Pepper, Elevon and friends: Will we be nursed by robots in the future?

21 March 2019

Demographic changes are being felt more acutely in nursing care than in almost any other area. While the number of people in need of care is growing, older nurses in particular are often taking early retirement due to the high levels of stress involved in its provision. One idea for the future is to use electronic nursing assistants to counteract the acute shortage of trained staff.

Deep down in bowels of the Cologne University hospital, they are already bustling around. 91 robots are whirring through the 6 km-long system of under­ground corridors and hallways that connect the clinic buildings. The flat robotic carts were originally developed for industrial logistics. In the Cologne University hospital, they are ferrying about wheeled containers which contain such items as food or clothes for the patients. On anything up to 3,000 daily journeys, which are controlled by a central computer system, they follow fixed routes which they navigate using sensors. In the Jena University hospital or Krankenhaus Nord in Vienna battery-operated logistics robots are also carrying food and materials from A to B - unnoticed by patients or visitors.
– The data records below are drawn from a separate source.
//! Class diagram layout engine
//!
//! Assigns a rectangle to every class on a virtual canvas. Generalization
//! relations form a derivation forest: a class that is never the `to`
//! endpoint of a generalization is a root. Roots with children are placed
//! first, each with its direct children centered one tier below; everything
//! else falls back to a grid below the tree output.
//!
//! The engine is deterministic: classes and relations are processed in
//! declaration order, and equal diagrams produce equal layouts.

use std::collections::{HashMap, HashSet};

use tracing::debug;

use crate::diagram::{Class, Diagram, RelationKind};

/// Fixed box width for every class
pub const BOX_WIDTH: i32 = 160;
/// Box height before members are counted
pub const BOX_BASE_HEIGHT: i32 = 60;
/// Height added per member line
pub const MEMBER_HEIGHT: i32 = 20;
/// Vertical gap between tiers and grid rows
pub const VERTICAL_SPACING: i32 = 100;
/// Horizontal gap between root columns and grid cells
pub const HORIZONTAL_SPACING: i32 = 200;
/// Horizontal gap between siblings under one parent
pub const CHILD_SPACING: i32 = 40;
/// Margin at the origin and around the virtual extent
pub const MARGIN: i32 = 50;
/// Grid fallback wraps after this many columns
pub const MAX_COLUMNS: usize = 4;

/// Axis-aligned rectangle with integer coordinates
#[derive(Debug, Clone, Copy, PartialEq, Eq)]
pub struct Rect {
    pub x: i32,
    pub y: i32,
    pub width: i32,
    pub height: i32,
}

impl Rect {
    pub fn new(x: i32, y: i32, width: i32, height: i32) -> Self {
        Self {
            x,
            y,
            width,
            height,
        }
    }

    pub fn right(&self) -> i32 {
        self.x + self.width
    }

    pub fn bottom(&self) -> i32 {
        self.y + self.height
    }

    /// Anchor for outgoing relation lines
    pub fn bottom_center(&self) -> (f32, f32) {
        (self.x as f32 + self.width as f32 / 2.0, self.bottom() as f32)
    }

    /// Anchor for incoming relation lines
    pub fn top_center(&self) -> (f32, f32) {
        (self.x as f32 + self.width as f32 / 2.0, self.y as f32)
    }
}

/// Positions keyed by class name plus the virtual canvas extent
///
/// Duplicate class names keep the rectangle of the last placed entity.
/// The extent bounds every placed rectangle with [`MARGIN`] on each axis.
#[derive(Debug, Clone, PartialEq)]
pub struct LayoutResult {
    positions: HashMap<String, Rect>,
    width: i32,
    height: i32,
}

impl LayoutResult {
    pub fn position(&self, name: &str) -> Option<Rect> {
        self.positions.get(name).copied()
    }

    pub fn positions(&self) -> &HashMap<String, Rect> {
        &self.positions
    }

    /// Virtual canvas width
    pub fn width(&self) -> i32 {
        self.width
    }

    /// Virtual canvas height
    pub fn height(&self) -> i32 {
        self.height
    }
}

/// Height of a class box: base height plus one increment per member, so
/// stacked member text never outgrows the box.
pub fn box_height(class: &Class) -> i32 {
    BOX_BASE_HEIGHT + class.members.len() as i32 * MEMBER_HEIGHT
}

/// Lay out the diagram on the virtual canvas
pub fn layout(diagram: &Diagram) -> LayoutResult {
    let mut positions: HashMap<String, Rect> = HashMap::new();
    let mut placed: HashSet<&str> = HashSet::new();
    let mut max_x = 0;
    let mut max_y = 0;

    // The forest is implicit in the flat relation list: a set of
    // generalization targets, and per-root scans for direct children.
    let targets: HashSet<&str> = diagram
        .relations()
        .iter()
        .filter(|r| r.kind == RelationKind::Generalization)
        .map(|r| r.to.as_str())
        .collect();

    fn place(
        name: &str,
        rect: Rect,
        positions: &mut HashMap<String, Rect>,
        max_x: &mut i32,
        max_y: &mut i32,
    ) {
        *max_x = (*max_x).max(rect.right());
        *max_y = (*max_y).max(rect.bottom());
        positions.insert(name.to_string(), rect);
    }

    // Pass 1: roots that parent at least one child, with their direct
    // children centered one tier below. Only one generation deep.
    let mut cursor_x = MARGIN;
    for class in diagram.classes() {
        if targets.contains(class.name.as_str()) {
            continue;
        }

        let children: Vec<&Class> = diagram
            .relations()
            .iter()
            .filter(|r| r.kind == RelationKind::Generalization && r.from == class.name)
            .filter_map(|r| diagram.get_class(&r.to))
            .collect();
        if children.is_empty() {
            continue;
        }

        let root_height = box_height(class);
        let root_rect = Rect::new(cursor_x, MARGIN, BOX_WIDTH, root_height);
        place(&class.name, root_rect, &mut positions, &mut max_x, &mut max_y);
        placed.insert(class.name.as_str());

        // Center the child group under the parent
        let group_overhang = (children.len() as i32 - 1) * (BOX_WIDTH + CHILD_SPACING) / 2;
        let mut child_x = cursor_x - group_overhang;
        let child_y = MARGIN + root_height + VERTICAL_SPACING;
        for child in &children {
            let rect = Rect::new(child_x, child_y, BOX_WIDTH, box_height(child));
            place(&child.name, rect, &mut positions, &mut max_x, &mut max_y);
            placed.insert(child.name.as_str());
            child_x += BOX_WIDTH + CHILD_SPACING;
        }

        cursor_x += BOX_WIDTH + HORIZONTAL_SPACING;
    }

    // Pass 2: grid fallback for everything else, below the tree output.
    let mut grid_x = MARGIN;
    let mut grid_y = if max_y > 0 {
        max_y + VERTICAL_SPACING
    } else {
        MARGIN
    };
    let mut row_tallest = 0;
    let mut column = 0;
    for class in diagram.classes() {
        if placed.contains(class.name.as_str()) {
            continue;
        }

        if column >= MAX_COLUMNS {
            grid_x = MARGIN;
            grid_y += row_tallest + VERTICAL_SPACING;
            row_tallest = 0;
            column = 0;
        }

        let height = box_height(class);
        let rect = Rect::new(grid_x, grid_y, BOX_WIDTH, height);
        place(&class.name, rect, &mut positions, &mut max_x, &mut max_y);

        row_tallest = row_tallest.max(height);
        grid_x += BOX_WIDTH + HORIZONTAL_SPACING;
        column += 1;
    }

    let result = LayoutResult {
        positions,
        width: max_x + MARGIN,
        height: max_y + MARGIN,
    };
    debug!(
        classes = diagram.class_count(),
        width = result.width,
        height = result.height,
        "layout computed"
    );
    result
}
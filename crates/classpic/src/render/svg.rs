//! SVG document emission
//!
//! Builds the scaled, centered drawing as an SVG string in final pixel
//! coordinates. The raster stage renders it 1:1, so every coordinate here
//! is already multiplied by the fit scale and shifted by the centering
//! offset.

use crate::diagram::{Diagram, Member};
use crate::layout::LayoutResult;
use crate::render::{
    Fit, ARROW_HALF_WIDTH, ARROW_LENGTH, BOX_STROKE_WIDTH, LINE_SPACING, MEMBER_FONT_SIZE,
    PADDING, RELATION_STROKE_WIDTH, TITLE_FONT_SIZE, TITLE_HEIGHT,
};

const FONT_FAMILY: &str = "sans-serif";

/// Member line as drawn inside a class box, e.g. `private bark() : void`
pub(crate) fn member_label(member: &Member) -> String {
    let prefix = match member.visibility {
        Some(v) => format!("{} ", v.keyword()),
        None => String::new(),
    };
    let parens = if member.is_method { "()" } else { "" };
    format!("{prefix}{}{parens} : {}", member.name, member.member_type)
}

fn escape(text: &str) -> String {
    let mut out = String::with_capacity(text.len());
    for c in text.chars() {
        match c {
            '&' => out.push_str("&amp;"),
            '<' => out.push_str("&lt;"),
            '>' => out.push_str("&gt;"),
            '"' => out.push_str("&quot;"),
            _ => out.push(c),
        }
    }
    out
}

/// Emit the full document for a diagram under the given fit
pub(crate) fn document(
    diagram: &Diagram,
    layout: &LayoutResult,
    canvas_width: u32,
    canvas_height: u32,
    fit: Fit,
) -> String {
    let mut svg = String::new();
    svg.push_str(&format!(
        "<svg xmlns=\"http://www.w3.org/2000/svg\" width=\"{canvas_width}\" \
         height=\"{canvas_height}\" viewBox=\"0 0 {canvas_width} {canvas_height}\">\n"
    ));
    svg.push_str(&format!(
        "<rect width=\"{canvas_width}\" height=\"{canvas_height}\" fill=\"white\"/>\n"
    ));

    for class in diagram.classes() {
        // Defensive: every declared class gets a rectangle, but a missing
        // entry must not abort the rest of the drawing.
        let Some(rect) = layout.position(&class.name) else {
            continue;
        };
        let x = fit.map_x(rect.x as f32);
        let y = fit.map_y(rect.y as f32);
        let w = fit.scale(rect.width as f32);
        let h = fit.scale(rect.height as f32);
        let padding = fit.scale(PADDING);
        let stroke = fit.scale(BOX_STROKE_WIDTH);

        svg.push_str(&format!(
            "<rect x=\"{x}\" y=\"{y}\" width=\"{w}\" height=\"{h}\" \
             fill=\"none\" stroke=\"black\" stroke-width=\"{stroke}\"/>\n"
        ));

        // Bold title, then a separator, then one line per member.
        let title_size = fit.scale(TITLE_FONT_SIZE);
        svg.push_str(&format!(
            "<text x=\"{tx}\" y=\"{ty}\" font-family=\"{FONT_FAMILY}\" \
             font-size=\"{title_size}\" font-weight=\"bold\" fill=\"black\">{name}</text>\n",
            tx = x + padding,
            ty = y + padding + title_size,
            name = escape(&class.name),
        ));

        let separator_y = y + padding + fit.scale(TITLE_HEIGHT);
        svg.push_str(&format!(
            "<line x1=\"{x1}\" y1=\"{separator_y}\" x2=\"{x2}\" y2=\"{separator_y}\" \
             stroke=\"black\" stroke-width=\"{stroke}\"/>\n",
            x1 = x + padding,
            x2 = x + w - padding,
        ));

        let member_size = fit.scale(MEMBER_FONT_SIZE);
        let mut line_y = separator_y + padding;
        for member in &class.members {
            svg.push_str(&format!(
                "<text x=\"{tx}\" y=\"{ty}\" font-family=\"{FONT_FAMILY}\" \
                 font-size=\"{member_size}\" fill=\"darkblue\">{label}</text>\n",
                tx = x + padding,
                ty = line_y + member_size,
                label = escape(&member_label(member)),
            ));
            line_y += fit.scale(LINE_SPACING);
        }
    }

    // Relation kinds are not differentiated visually: every edge is a
    // straight arrow from the source's bottom-center to the target's
    // top-center.
    for relation in diagram.relations() {
        let (Some(from), Some(to)) = (
            layout.position(&relation.from),
            layout.position(&relation.to),
        ) else {
            continue;
        };
        let (x1, y1) = from.bottom_center();
        let (x2, y2) = to.top_center();
        let (x1, y1) = (fit.map_x(x1), fit.map_y(y1));
        let (x2, y2) = (fit.map_x(x2), fit.map_y(y2));

        svg.push_str(&format!(
            "<line x1=\"{x1}\" y1=\"{y1}\" x2=\"{x2}\" y2=\"{y2}\" \
             stroke=\"black\" stroke-width=\"{RELATION_STROKE_WIDTH}\"/>\n"
        ));
        if let Some(head) = arrow_head(x1, y1, x2, y2) {
            svg.push_str(&head);
        }
    }

    svg.push_str("</svg>\n");
    svg
}

/// Filled triangular cap at the destination end of an edge
fn arrow_head(x1: f32, y1: f32, x2: f32, y2: f32) -> Option<String> {
    let dx = x2 - x1;
    let dy = y2 - y1;
    let len = (dx * dx + dy * dy).sqrt();
    if len < f32::EPSILON {
        return None;
    }
    let (ux, uy) = (dx / len, dy / len);
    // Base of the triangle sits back along the line; the normal spreads
    // the two base corners.
    let bx = x2 - ux * ARROW_LENGTH;
    let by = y2 - uy * ARROW_LENGTH;
    let (nx, ny) = (-uy, ux);
    let left = (bx + nx * ARROW_HALF_WIDTH, by + ny * ARROW_HALF_WIDTH);
    let right = (bx - nx * ARROW_HALF_WIDTH, by - ny * ARROW_HALF_WIDTH);
    Some(format!(
        "<path d=\"M{x2},{y2} L{},{} L{},{} Z\" fill=\"black\"/>\n",
        left.0, left.1, right.0, right.1
    ))
}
However, visitors to, and potentially also the residents of, care homes for the elderly might soon be in daily contact with robots. This is for very pragmatic reasons.
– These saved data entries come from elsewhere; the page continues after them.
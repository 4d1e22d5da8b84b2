//! Error types for diagram rendering
//!
//! Parsing and layout are best-effort and never fail; only the render
//! stage has failure modes, and only one of them — an invalid canvas —
//! represents a caller contract violation.

use thiserror::Error;

#[derive(Error, Debug)]
pub enum DiagramError {
    #[error("Canvas dimensions must be positive, got {width}x{height}")]
    InvalidCanvas { width: u32, height: u32 },

    #[error("Failed to parse generated SVG document")]
    SvgParse,

    #[error("Failed to allocate pixmap for raster rendering")]
    PixmapAlloc,

    #[error("Failed to encode PNG")]
    PngEncode,

    #[error("IO error: {source}")]
    Io {
        #[from]
        source: std::io::Error,
    },
}
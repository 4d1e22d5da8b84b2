//! SVG rasterization
//!
//! Renders the emitted SVG document into a fixed-size `tiny-skia` pixmap
//! via `usvg`/`resvg`. The document is already in final pixel coordinates,
//! so the render transform is the identity.

use crate::core::DiagramError;

/// Rasterize an SVG document onto a white pixmap of exactly the given size
pub(crate) fn rasterize(
    svg: &str,
    width: u32,
    height: u32,
) -> Result<tiny_skia::Pixmap, DiagramError> {
    let mut options = usvg::Options::default();
    // Text rendering depends on whatever the host has installed; boxes and
    // edges rasterize even on a fontless machine.
    options.fontdb_mut().load_system_fonts();
    options.font_family = "sans-serif".to_string();

    let tree = usvg::Tree::from_str(svg, &options).map_err(|_| DiagramError::SvgParse)?;

    let mut pixmap =
        tiny_skia::Pixmap::new(width, height).ok_or(DiagramError::PixmapAlloc)?;
    pixmap.fill(tiny_skia::Color::WHITE);

    resvg::render(&tree, tiny_skia::Transform::identity(), &mut pixmap.as_mut());
    Ok(pixmap)
}

#[cfg(test)]
mod tests {
    use super::*;

    #[test]
    fn test_rasterize_exact_dimensions() {
        let svg = r#"<svg xmlns="http://www.w3.org/2000/svg" viewBox="0 0 10 10"><rect width="10" height="10" fill="black"/></svg>"#;
        let pixmap = rasterize(svg, 33, 17).unwrap();
        assert_eq!(pixmap.width(), 33);
        assert_eq!(pixmap.height(), 17);
    }

    #[test]
    fn test_rasterize_rejects_malformed_svg() {
        let result = rasterize("<svg", 10, 10);
        assert!(matches!(result, Err(DiagramError::SvgParse)));
    }

    #[test]
    fn test_rasterize_rejects_zero_pixmap() {
        let svg = r#"<svg xmlns="http://www.w3.org/2000/svg" viewBox="0 0 1 1"/>"#;
        let result = rasterize(svg, 0, 10);
        assert!(matches!(result, Err(DiagramError::PixmapAlloc)));
    }
}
Using robots in the fight against the crisis in nursing care

According to calculations of the German government, in 2017 there was a short­fall of some 35,000 nurses in German hospitals and old people’s homes. The situation in care for the elderly is especially dramatic: Only 21 unemployed professionals were appointed to fill a total of 100 vacancies. This is a problem that is being further aggravated by demo­graphic change: By 2025, the Federal Statistical Office predicts that there will be a short­fall of 200,000 nurses. In a study, the Bertelsmann Stiftung raises the possibility of 430,000 vacancies by 2030. The idea for the future is to use electronic nursing assistants to help counter­act the shortage of trained staff. In Japan, where birth rates are particularly low compared with other industrialised countries and the number of retirees is higher than average, experiments with robots have been conducted in the nursing care sector for years. The German Ministry for Education and Research is also set on exploring the potential for robots in nursing care and is subsidising pilot projects in this area to the tune of 20 million Euros.

For example, the ministry is helping to finance a project entitled “Anwendungsnahe Robotik in der Altenpflege“ (ARiA) (“Applied robotics in care for the elderly”) that is being run by the universities of Kiel and Siegen. Among other things, the researchers have been taking a lady robot called Emma to visit a residential group of dementia patients. She does memory training exercises with the residents, plays Memory, asks quiz questions, dances or reads aloud to them. Emma’s real name is actually “Pepper”, and she was developed by a subsidiary of Japanese technology company SOFTBANK to recognise human speech, gestures and facial expressions. Hotel chains are using her on reception, and in Munich Airport, she shows passengers the way to the terminal; care researchers, too, have now discovered this wide-eyed lady robot, who costs some 17,000 Euros, for them­selves. As Volker Wulf, Professor of Business Information Technology at the University of Siegen, explains, the researchers from Kiel and Siegen want to find out how such robot a can “improve the quality of life” of both senior citizens “and care­givers”. They are testing the responses of residents and nursing staff to Pepper and working with the latter to develop applications for the robots which can be used to calm elderly residents down, get them to be more active or stimulate their memory. This is especially important for dementia patients. The idea is not, of course, to replace human carers but instead to relieve them of certain tasks to give them more time to actually look after the senior citizens in their charge.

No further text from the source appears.